EXCERPTED RECORDS START

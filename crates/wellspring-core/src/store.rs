//! The `WellnessStore` trait.
//!
//! The trait is implemented by storage backends (e.g.
//! `wellspring-store-sqlite`). The tracker operations and the HTTP layer depend
//! on this abstraction, not on any concrete backend.

use std::future::Future;

use chrono::{DateTime, NaiveDate, Utc};

use crate::{
  alert::{AlertRecord, NewAlert},
  category::{Category, OwnerId},
  entry::{Entry, NewEntry, SortOrder},
  streak::StreakRecord,
};

/// Result of an insert guarded by a per-day uniqueness constraint.
#[derive(Debug, Clone, PartialEq, Eq)]
pub enum InsertOutcome<T> {
  Inserted(T),
  /// A row for the same owner and day already existed; nothing was written.
  Duplicate,
}

impl<T> InsertOutcome<T> {
  pub fn inserted(self) -> Option<T> {
    match self {
      Self::Inserted(t) => Some(t),
      Self::Duplicate => None,
    }
  }

  pub fn is_duplicate(&self) -> bool { matches!(self, Self::Duplicate) }
}

/// Abstraction over a Wellspring storage backend.
///
/// Entries and alerts carry a uniqueness constraint per owner and UTC day;
/// backends must report a violation as [`InsertOutcome::Duplicate`] rather
/// than as an error.
///
/// All methods return `Send` futures so the trait can be used in multi-threaded
/// async runtimes (e.g. tokio with `axum`).
pub trait WellnessStore: Send + Sync {
  type Error: std::error::Error + Send + Sync + 'static;

  // ── Entries ───────────────────────────────────────────────────────────

  /// Store a new entry. The day is the UTC date of `created_at`.
  fn insert_entry(
    &self,
    entry: NewEntry,
  ) -> impl Future<Output = Result<InsertOutcome<Entry>, Self::Error>> + Send + '_;

  /// Whether an entry exists for `(owner, category, day)`.
  fn entry_exists_on(
    &self,
    owner: OwnerId,
    category: Category,
    day: NaiveDate,
  ) -> impl Future<Output = Result<bool, Self::Error>> + Send + '_;

  /// All entries of one category for an owner, ordered by `created_at`.
  fn list_entries(
    &self,
    owner: OwnerId,
    category: Category,
    order: SortOrder,
  ) -> impl Future<Output = Result<Vec<Entry>, Self::Error>> + Send + '_;

  // ── Streaks ───────────────────────────────────────────────────────────

  fn get_streak(
    &self,
    owner: OwnerId,
    category: Category,
  ) -> impl Future<Output = Result<Option<StreakRecord>, Self::Error>> + Send + '_;

  /// Insert or replace the record for `(record.owner, record.category)`.
  fn put_streak(
    &self,
    record: StreakRecord,
  ) -> impl Future<Output = Result<(), Self::Error>> + Send + '_;

  // ── Alerts ────────────────────────────────────────────────────────────

  fn alert_exists_on(
    &self,
    owner: OwnerId,
    day: NaiveDate,
  ) -> impl Future<Output = Result<bool, Self::Error>> + Send + '_;

  fn insert_alert(
    &self,
    alert: NewAlert,
  ) -> impl Future<Output = Result<InsertOutcome<AlertRecord>, Self::Error>> + Send + '_;

  /// All alerts for an owner, newest first.
  fn list_alerts(
    &self,
    owner: OwnerId,
  ) -> impl Future<Output = Result<Vec<AlertRecord>, Self::Error>> + Send + '_;

  /// Set the alert created at `created_at` to read. Returns whether a
  /// matching alert exists; marking an already-read alert is not an error.
  fn mark_alert_read(
    &self,
    owner: OwnerId,
    created_at: DateTime<Utc>,
  ) -> impl Future<Output = Result<bool, Self::Error>> + Send + '_;
}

EXCERPTED RECORDS END

**INSTRUCTIONS FOR THE TASK:** Every line of the listing that includes the word "Result" forms the answer.

**OUTPUT BELOW:**
/// Result of an insert guarded by a per-day uniqueness constraint.
  ) -> impl Future<Output = Result<InsertOutcome<Entry>, Self::Error>> + Send + '_;
  ) -> impl Future<Output = Result<bool, Self::Error>> + Send + '_;
  ) -> impl Future<Output = Result<Vec<Entry>, Self::Error>> + Send + '_;
  ) -> impl Future<Output = Result<Option<StreakRecord>, Self::Error>> + Send + '_;
  ) -> impl Future<Output = Result<(), Self::Error>> + Send + '_;
  ) -> impl Future<Output = Result<bool, Self::Error>> + Send + '_;
  ) -> impl Future<Output = Result<InsertOutcome<AlertRecord>, Self::Error>> + Send + '_;
  ) -> impl Future<Output = Result<Vec<AlertRecord>, Self::Error>> + Send + '_;
  ) -> impl Future<Output = Result<bool, Self::Error>> + Send + '_;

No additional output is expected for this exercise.